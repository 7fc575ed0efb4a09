//! Turns raw registry CSV files of unknown encoding and delimiter into canonical case rows.

use std::collections::HashSet;
use std::path::{Path, PathBuf};

use courtreg_core::{parse_date, CaseRecord, CANONICAL_COLUMNS};
use csv::{ReaderBuilder, StringRecord};
use encoding_rs::{Encoding, UTF_8, WINDOWS_1251};
use thiserror::Error;
use tracing::{debug, warn};

pub const CRATE_NAME: &str = "courtreg-normalize";

/// Used when the delimiter cannot be inferred from the file.
pub const FALLBACK_DELIMITER: u8 = b';';

/// Used when the encoding cannot be detected at all.
pub static FALLBACK_ENCODING: &Encoding = &encoding_rs::UTF_8_INIT;

const CANDIDATE_DELIMITERS: [u8; 4] = [b',', b';', b'\t', b'|'];
const SNIFF_LINES: usize = 20;
const NULL_LIKE_TOKENS: [&str; 3] = ["nan", "null", "none"];

#[derive(Debug, Error)]
pub enum NormalizeError {
    #[error("reading {}: {source}", path.display())]
    Io {
        path: PathBuf,
        #[source]
        source: std::io::Error,
    },
    #[error("{} has no header row", path.display())]
    MissingHeader { path: PathBuf },
    #[error("parsing header of {}: {source}", path.display())]
    Header {
        path: PathBuf,
        #[source]
        source: csv::Error,
    },
}

/// Canonical rows extracted from one raw file.
#[derive(Debug, Clone)]
pub struct NormalizedFile {
    pub rows: Vec<CaseRecord>,
    pub encoding: &'static str,
    pub delimiter: u8,
    pub skipped_lines: usize,
}

impl NormalizedFile {
    pub fn row_count(&self) -> usize {
        self.rows.len()
    }
}

/// Best-effort encoding guess over the whole file. Never fails; falls back to UTF-8.
pub fn detect_encoding(path: &Path) -> &'static Encoding {
    match std::fs::read(path) {
        Ok(bytes) => detect_encoding_bytes(&bytes),
        Err(err) => {
            warn!(path = %path.display(), error = %err, "cannot detect encoding, assuming {}", FALLBACK_ENCODING.name());
            FALLBACK_ENCODING
        }
    }
}

/// BOM first, then strict UTF-8, then the legacy Cyrillic code page.
pub fn detect_encoding_bytes(sample: &[u8]) -> &'static Encoding {
    if let Some((encoding, _bom_len)) = Encoding::for_bom(sample) {
        return encoding;
    }
    match std::str::from_utf8(sample) {
        Ok(_) => UTF_8,
        // A multi-byte sequence cut off by the sample boundary is still UTF-8.
        Err(err) if err.error_len().is_none() => UTF_8,
        Err(_) => WINDOWS_1251,
    }
}

/// Picks the delimiter that splits the header into the most columns while
/// staying consistent across most of the sampled lines.
pub fn sniff_delimiter(text: &str) -> Option<u8> {
    let lines = text
        .lines()
        .filter(|line| !line.trim().is_empty())
        .take(SNIFF_LINES)
        .collect::<Vec<_>>();
    let header = lines.first()?;

    let mut best: Option<(usize, usize, u8)> = None;
    for delimiter in CANDIDATE_DELIMITERS {
        let expected = count_unquoted(header, delimiter);
        if expected == 0 {
            continue;
        }
        let consistent = lines
            .iter()
            .filter(|line| count_unquoted(line, delimiter) == expected)
            .count();
        if consistent * 2 < lines.len() {
            continue;
        }
        let better = best.map_or(true, |(c, e, _)| (consistent, expected) > (c, e));
        if better {
            best = Some((consistent, expected, delimiter));
        }
    }
    best.map(|(_, _, delimiter)| delimiter)
}

fn count_unquoted(line: &str, delimiter: u8) -> usize {
    let mut quoted = false;
    let mut count = 0;
    for byte in line.bytes() {
        if byte == b'"' {
            quoted = !quoted;
        } else if byte == delimiter && !quoted {
            count += 1;
        }
    }
    count
}

/// `"\u{feff}Case Number"` -> `case_number`
pub fn normalize_header(name: &str) -> String {
    name.replace('\u{feff}', "")
        .trim()
        .to_lowercase()
        .replace([' ', '-'], "_")
}

/// Removes non-breaking spaces anywhere in the cell, then surrounding whitespace.
pub fn clean_cell(value: &str) -> String {
    value.replace('\u{a0}', "").trim().to_string()
}

/// [`clean_cell`] plus null-like placeholder tokens collapse to empty.
pub fn clean_key_cell(value: &str) -> String {
    let cleaned = clean_cell(value);
    if NULL_LIKE_TOKENS
        .iter()
        .any(|token| cleaned.eq_ignore_ascii_case(token))
    {
        String::new()
    } else {
        cleaned
    }
}

fn optional_cell(value: &str) -> Option<String> {
    let cleaned = clean_cell(value);
    if cleaned.is_empty() {
        None
    } else {
        Some(cleaned)
    }
}

/// Reads, decodes and normalizes one raw file.
///
/// Encoding and delimiter detection degrade to defaults and malformed lines are
/// skipped; only an unreadable file or a missing header is an error.
pub fn normalize_file(path: &Path) -> Result<NormalizedFile, NormalizeError> {
    let bytes = std::fs::read(path).map_err(|source| NormalizeError::Io {
        path: path.to_path_buf(),
        source,
    })?;
    // Detection sees every byte that gets decoded.
    let encoding = detect_encoding_bytes(&bytes);
    let (text, used, had_errors) = encoding.decode(&bytes);
    if had_errors {
        warn!(path = %path.display(), encoding = used.name(), "undecodable bytes replaced");
    }
    normalize_text(path, &text, used.name())
}

/// Normalizes already-decoded text. `origin` is only used for diagnostics.
pub fn normalize_text(
    origin: &Path,
    text: &str,
    encoding: &'static str,
) -> Result<NormalizedFile, NormalizeError> {
    let delimiter = match sniff_delimiter(text) {
        Some(delimiter) => {
            debug!(path = %origin.display(), delimiter = %(delimiter as char), "delimiter detected");
            delimiter
        }
        None => {
            warn!(path = %origin.display(), "delimiter detection failed, falling back to ';'");
            FALLBACK_DELIMITER
        }
    };

    let mut reader = ReaderBuilder::new()
        .delimiter(delimiter)
        .has_headers(true)
        .flexible(true)
        .from_reader(text.as_bytes());

    let headers = reader
        .headers()
        .map_err(|source| NormalizeError::Header {
            path: origin.to_path_buf(),
            source,
        })?
        .clone();
    if headers.iter().all(|h| h.trim().is_empty()) {
        return Err(NormalizeError::MissingHeader {
            path: origin.to_path_buf(),
        });
    }

    let mapping = column_mapping(&headers);
    let width = headers.len();

    let mut rows = Vec::new();
    let mut seen = HashSet::new();
    let mut skipped_lines = 0usize;

    for result in reader.records() {
        let record = match result {
            Ok(record) if record.len() <= width => record,
            Ok(_) | Err(_) => {
                skipped_lines += 1;
                continue;
            }
        };

        let Some(row) = canonical_row(&record, &mapping) else {
            continue;
        };
        if seen.insert(row.case_number.clone()) {
            rows.push(row);
        }
    }

    if skipped_lines > 0 {
        warn!(path = %origin.display(), skipped_lines, "skipped malformed lines");
    }

    Ok(NormalizedFile {
        rows,
        encoding,
        delimiter,
        skipped_lines,
    })
}

/// Source column index for every canonical column, `None` when absent.
fn column_mapping(headers: &StringRecord) -> [Option<usize>; 13] {
    let normalized = headers.iter().map(normalize_header).collect::<Vec<_>>();
    CANONICAL_COLUMNS.map(|column| normalized.iter().position(|h| h == column))
}

fn canonical_row(record: &StringRecord, mapping: &[Option<usize>; 13]) -> Option<CaseRecord> {
    let cell = |column: usize| mapping[column].and_then(|idx| record.get(idx)).unwrap_or("");

    let court_name = clean_key_cell(cell(0));
    let case_number = clean_key_cell(cell(1));
    if court_name.is_empty() || case_number.is_empty() {
        return None;
    }

    Some(CaseRecord {
        court_name,
        case_number,
        case_proc: optional_cell(cell(2)),
        registration_date: parse_date(&clean_cell(cell(3))),
        judge: optional_cell(cell(4)),
        judges: optional_cell(cell(5)),
        participants: optional_cell(cell(6)),
        stage_date: parse_date(&clean_cell(cell(7))),
        stage_name: optional_cell(cell(8)),
        cause_result: optional_cell(cell(9)),
        cause_dep: optional_cell(cell(10)),
        case_type: optional_cell(cell(11)),
        description: optional_cell(cell(12)),
    })
}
....
■ **WHAT IS NEEDED**
Look through the records and copy down every line that holds "trim".

■ **YOUR RESPONSE**
        .filter(|line| !line.trim().is_empty())
        .trim()
    value.replace('\u{a0}', "").trim().to_string()
    if headers.iter().all(|h| h.trim().is_empty()) {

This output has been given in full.